# EXERCISE DESCRIPTION:
Nothing in the entries may differ when you return them.

# SUPPLIED ENTRIES:
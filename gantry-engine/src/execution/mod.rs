// Execution Engine Module
// Matrix expansion, planning, job execution and scheduling

pub mod cancel;
pub mod events;
pub mod executor;
pub mod graph;
pub mod instance;
pub mod matrix;
pub mod orchestrator;
pub mod report;

pub use cancel::CancellationSignal;
pub use events::{progress_channel, EventSender, ExecutionEvent, ProgressReceiver, ProgressSender};
pub use executor::{JobExecutor, JobRun, JobSpec};
pub use graph::{ExecutionPlan, PlanBuilder, PlannedTemplate};
pub use instance::{FailureCause, InstanceId, JobInstance, JobStatus, StepOutcome, StepStatus};
pub use matrix::{MatrixExpander, MatrixInstance};
pub use orchestrator::Orchestrator;
pub use report::{
    FailureSummary, JobRecord, JsonLinesSink, MemorySink, RecordSink, RunOutcome, RunReport, RunWarning,
};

# RESPONSE BOX:
filename gantry-engine/src/execution/mod.rs
// Execution Engine Module
// Matrix expansion, planning, job execution and scheduling

pub mod cancel;
pub mod events;
pub mod executor;
pub mod graph;
pub mod instance;
pub mod matrix;
pub mod orchestrator;
pub mod report;

pub use cancel::CancellationSignal;
pub use events::{progress_channel, EventSender, ExecutionEvent, ProgressReceiver, ProgressSender};
pub use executor::{JobExecutor, JobRun, JobSpec};
pub use graph::{ExecutionPlan, PlanBuilder, PlannedTemplate};
pub use instance::{FailureCause, InstanceId, JobInstance, JobStatus, StepOutcome, StepStatus};
pub use matrix::{MatrixExpander, MatrixInstance};
pub use orchestrator::Orchestrator;
pub use report::{
    FailureSummary, JobRecord, JsonLinesSink, MemorySink, RecordSink, RunOutcome, RunReport, RunWarning,
};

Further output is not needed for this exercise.